◆ EXERCISE GOAL ◆
Read through the data, and wherever a line holds the word "MetaAdKind", write that line out.

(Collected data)

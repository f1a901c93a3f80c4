//! Static page content
//!
//! Copy for every section of the landing page, plus the prompts used to
//! generate the hero background and the Meta ad previews. The server uses
//! [`visual_prompt`] to refuse generation requests for anything not listed here.

/// Cache key of the hero background image
pub const HERO_KEY: &str = "hero";

pub const HERO_PROMPT: &str = "Aerial wide-angle cinematic shot of a futuristic luxury residential skyline in Gurgaon. High-end architectural photography, glass skyscrapers reflecting a deep golden hour sunset, volumetric lighting, emerald and amber color palette, sharp focus, 8k resolution, shot on Hasselblad.";

pub const AGENCY_NAME: &str = "SR Digital";

pub const AD_DISPLAY_URL: &str = "www.property-expert.com";

/// Google Search ad sample
#[derive(Clone, Copy, Debug, PartialEq, Eq)]
pub struct GoogleAdSample {
    pub id: &'static str,
    pub title: &'static str,
    pub headline: &'static str,
    pub description: &'static str,
    pub extensions: &'static [&'static str],
}

#[derive(Clone, Copy, Debug, PartialEq, Eq)]
pub enum MetaAdKind {
    Image,
    Video,
}

impl MetaAdKind {
    /// Badge shown over a loaded preview
    pub fn badge(&self) -> &'static str {
        match self {
            MetaAdKind::Image => "New Launch",
            MetaAdKind::Video => "Live Tour",
        }
    }

    pub fn is_video(&self) -> bool {
        matches!(self, MetaAdKind::Video)
    }
}

/// Meta (Facebook/Instagram) ad sample with a generated preview
#[derive(Clone, Copy, Debug, PartialEq, Eq)]
pub struct MetaAdSample {
    pub id: &'static str,
    pub kind: MetaAdKind,
    pub title: &'static str,
    pub hook: &'static str,
    pub body: &'static str,
    pub cta: &'static str,
    pub prompt: &'static str,
}

pub const GOOGLE_SAMPLES: [GoogleAdSample; 2] = [
    GoogleAdSample {
        id: "g1",
        title: "Luxury 3/4 BHK in Gurgaon Sector 65",
        headline: "Luxury 3/4 BHK in Sector 65 | Starting at ₹3.5 Cr*",
        description: "Ultra-luxury residences with golf course view. 5-star amenities, sky lounge & modular kitchen. Book a private site visit today. Zero brokerage.",
        extensions: &[
            "Direct From Developer",
            "High ROI Potential",
            "Flexible Payment Plans",
        ],
    },
    GoogleAdSample {
        id: "g2",
        title: "Premium Office Space in Noida",
        headline: "Invest in Premium Office Space | 12% Assured Returns*",
        description: "Prime location in Sector 132, Noida Expressway. Modern architecture, high-speed elevators & ample parking. Units starting from 500 sq.ft.",
        extensions: &["Ready to Move", "High Rental Yield", "Close to Metro"],
    },
];

pub const META_SAMPLES: [MetaAdSample; 2] = [
    MetaAdSample {
        id: "m1",
        kind: MetaAdKind::Image,
        title: "Image Ad: Lifestyle Hook",
        hook: "🏠 Wake up to the view you deserve in Gurgaon...",
        body: "Stop settling for ordinary. Presenting 'The Emerald Towers' in the heart of Sector 65. \n\n✅ Private Balconies\n✅ Olympic-sized Pool\n✅ 3-Tier Security\n\nOnly 5 units remaining at launch price!",
        cta: "Learn More",
        prompt: "Professional architectural exterior shot of a luxury residential skyscraper in Gurgaon from a low-angle drone perspective. Reflective glass facade catching a vibrant pink and orange sunset sky, lush rooftop landscaping, high-end property marketing photography, ultra-realistic, 8k, sharp focus.",
    },
    MetaAdSample {
        id: "m2",
        kind: MetaAdKind::Video,
        title: "Video Ad: Virtual Walkthrough",
        hook: "🎥 Take a 60-second tour of your future home!",
        body: "Experience luxury like never before. Watch the full walkthrough of our premium 4BHK Penthouse in Noida. \n\n📍 Location: Sector 150\n✨ Fully Furnished Options\n💎 Limited Edition Units\n\nClick below to get the full price list on WhatsApp.",
        cta: "Watch More",
        prompt: "High-end interior design shot of a luxury penthouse living room in Noida. Floor-to-ceiling windows with panoramic city views, Italian white marble floors, bespoke walnut furniture, Eames-style lounger, ambient warm afternoon lighting, cinematic interior photography style, 8k, photorealistic.",
    },
];

/// Prompt for a generated visual, if `key` names one
pub fn visual_prompt(key: &str) -> Option<&'static str> {
    if key == HERO_KEY {
        return Some(HERO_PROMPT);
    }
    META_SAMPLES
        .iter()
        .find(|s| s.id == key)
        .map(|s| s.prompt)
}

#[derive(Clone, Copy, Debug)]
pub struct Feature {
    pub icon: &'static str,
    pub title: &'static str,
    pub description: &'static str,
}

pub const FEATURES: [Feature; 6] = [
    Feature {
        icon: "target",
        title: "Hyper-Local Targeting",
        description: "Reach buyers searching in your exact micro-market, from Golf Course Extension Road to Noida Expressway.",
    },
    Feature {
        icon: "leads",
        title: "Verified Leads Only",
        description: "OTP-verified phone numbers and intent filters, so your sales team calls buyers and not brokers.",
    },
    Feature {
        icon: "creative",
        title: "AI Creative Engine",
        description: "Photoreal project visuals and copy variants generated in hours, tested against each other automatically.",
    },
    Feature {
        icon: "whatsapp",
        title: "WhatsApp Funnels",
        description: "Leads land straight in WhatsApp with brochures, price lists and site-visit slots delivered instantly.",
    },
    Feature {
        icon: "analytics",
        title: "Transparent Reporting",
        description: "Cost per lead, cost per site visit and spend by campaign, updated daily in a shared dashboard.",
    },
    Feature {
        icon: "rera",
        title: "RERA-Compliant Copy",
        description: "Every ad carries the right disclaimers and registration numbers before it goes live.",
    },
];

#[derive(Clone, Copy, Debug)]
pub struct Step {
    pub number: &'static str,
    pub title: &'static str,
    pub description: &'static str,
}

pub const STEPS: [Step; 4] = [
    Step {
        number: "01",
        title: "Project Audit",
        description: "We study your inventory, pricing and competing launches within a 5 km radius.",
    },
    Step {
        number: "02",
        title: "Creative & Copy",
        description: "Ad copy and AI-generated visuals tailored to each buyer persona.",
    },
    Step {
        number: "03",
        title: "Launch Campaigns",
        description: "Google Search, Meta and YouTube campaigns live within 72 hours.",
    },
    Step {
        number: "04",
        title: "Optimise Daily",
        description: "Budgets move to the ads producing site visits, not just clicks.",
    },
];

#[derive(Clone, Copy, Debug)]
pub struct Stat {
    pub value: &'static str,
    pub label: &'static str,
}

pub const TRUST_STATS: [Stat; 4] = [
    Stat {
        value: "₹40 Cr+",
        label: "Ad Spend Managed",
    },
    Stat {
        value: "25,000+",
        label: "Verified Leads",
    },
    Stat {
        value: "60+",
        label: "Projects Launched",
    },
    Stat {
        value: "3.2x",
        label: "Average ROAS",
    },
];

#[derive(Clone, Copy, Debug)]
pub struct FaqEntry {
    pub question: &'static str,
    pub answer: &'static str,
}

pub const FAQ: [FaqEntry; 5] = [
    FaqEntry {
        question: "How soon will we start receiving leads?",
        answer: "Most campaigns go live within 72 hours of onboarding and start producing enquiries in the first week.",
    },
    FaqEntry {
        question: "What is the minimum ad budget?",
        answer: "We recommend at least ₹1.5 Lakh per month per project so the campaigns gather enough data to optimise.",
    },
    FaqEntry {
        question: "Do you work with brokers or only developers?",
        answer: "Both. Developers get full launch campaigns; channel partners get lead generation for their mandated projects.",
    },
    FaqEntry {
        question: "Who owns the ad accounts?",
        answer: "You do. Campaigns run in accounts registered to your business, and we work as managers on them.",
    },
    FaqEntry {
        question: "How are the AI visuals produced?",
        answer: "Our creative engine generates photoreal renders from your floor plans and location brief, reviewed by our designers before use.",
    },
];

#[derive(Clone, Copy, Debug)]
pub struct Testimonial {
    pub quote: &'static str,
    pub name: &'static str,
    pub role: &'static str,
}

pub const TESTIMONIALS: [Testimonial; 3] = [
    Testimonial {
        quote: "Our Sector 65 launch sold 40 units in six weeks. The WhatsApp funnel alone booked more site visits than our call centre.",
        name: "Rohit Malhotra",
        role: "Sales Head, Gurgaon Developer",
    },
    Testimonial {
        quote: "Cost per lead dropped by half in the second month. Reporting is clear and honest.",
        name: "Neha Kapoor",
        role: "Channel Partner, Noida",
    },
    Testimonial {
        quote: "The AI visuals were ready before our renders came back from the architect.",
        name: "Amit Verma",
        role: "Director, Boutique Builder",
    },
];
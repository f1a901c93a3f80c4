//! Not found page component
//!
//! A 404 error page displayed when a route is not found.

use leptos::prelude::*;
use leptos_meta::Title;
use leptos_router::components::A;

use crate::core::contact::GENERAL_ENQUIRY;
use crate::core::WhatsAppLink;
use crate::core::content::AGENCY_NAME;
use crate::ui::icon::{Icon, icons};

/// Not found (404) page component
#[component]
pub fn NotFoundPage() -> impl IntoView {
    #[cfg(feature = "ssr")]
    if let Some(response) = use_context::<leptos_axum::ResponseOptions>() {
        response.set_status(axum::http::StatusCode::NOT_FOUND);
    }

    view! {
        <Title text=format!("Page Not Found | {}", AGENCY_NAME) />

        <div class="min-h-screen bg-slate-950 text-white flex flex-col items-center justify-center p-4">
            <div class="text-center">
                <div class="w-24 h-24 mx-auto mb-6 bg-white/5 rounded-full flex items-center justify-center">
                    <Icon name=icons::SEARCH class="w-12 h-12 text-slate-500" />
                </div>

                <h1 class="text-6xl font-bold mb-4">"404"</h1>

                <h2 class="text-2xl font-semibold mb-2">"Page Not Found"</h2>

                <p class="text-slate-400 mb-8 max-w-md mx-auto">
                    "The page you're looking for doesn't exist or has been moved."
                </p>

                <div class="flex flex-col sm:flex-row items-center justify-center gap-4">
                    <A
                        href="/"
                        attr:class="px-6 py-3 bg-emerald-600 hover:bg-emerald-500 text-white font-medium rounded-lg transition-colors"
                    >
                        "Go Home"
                    </A>
                    <a
                        href=WhatsAppLink::agency(GENERAL_ENQUIRY).url()
                        target="_blank"
                        rel="noopener noreferrer"
                        class="px-6 py-3 border border-white/15 hover:bg-white/5 font-medium rounded-lg transition-colors"
                    >
                        "Talk to Us"
                    </a>
                </div>
            </div>

            <div class="absolute bottom-8 text-center">
                <p class="text-sm text-slate-500">{format!("© 2025 {}", AGENCY_NAME)}</p>
            </div>
        </div>
    }
}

◆ REPLY ◆
pub enum MetaAdKind {
impl MetaAdKind {
            MetaAdKind::Image => "New Launch",
            MetaAdKind::Video => "Live Tour",
        matches!(self, MetaAdKind::Video)
    pub kind: MetaAdKind,
        kind: MetaAdKind::Image,
        kind: MetaAdKind::Video,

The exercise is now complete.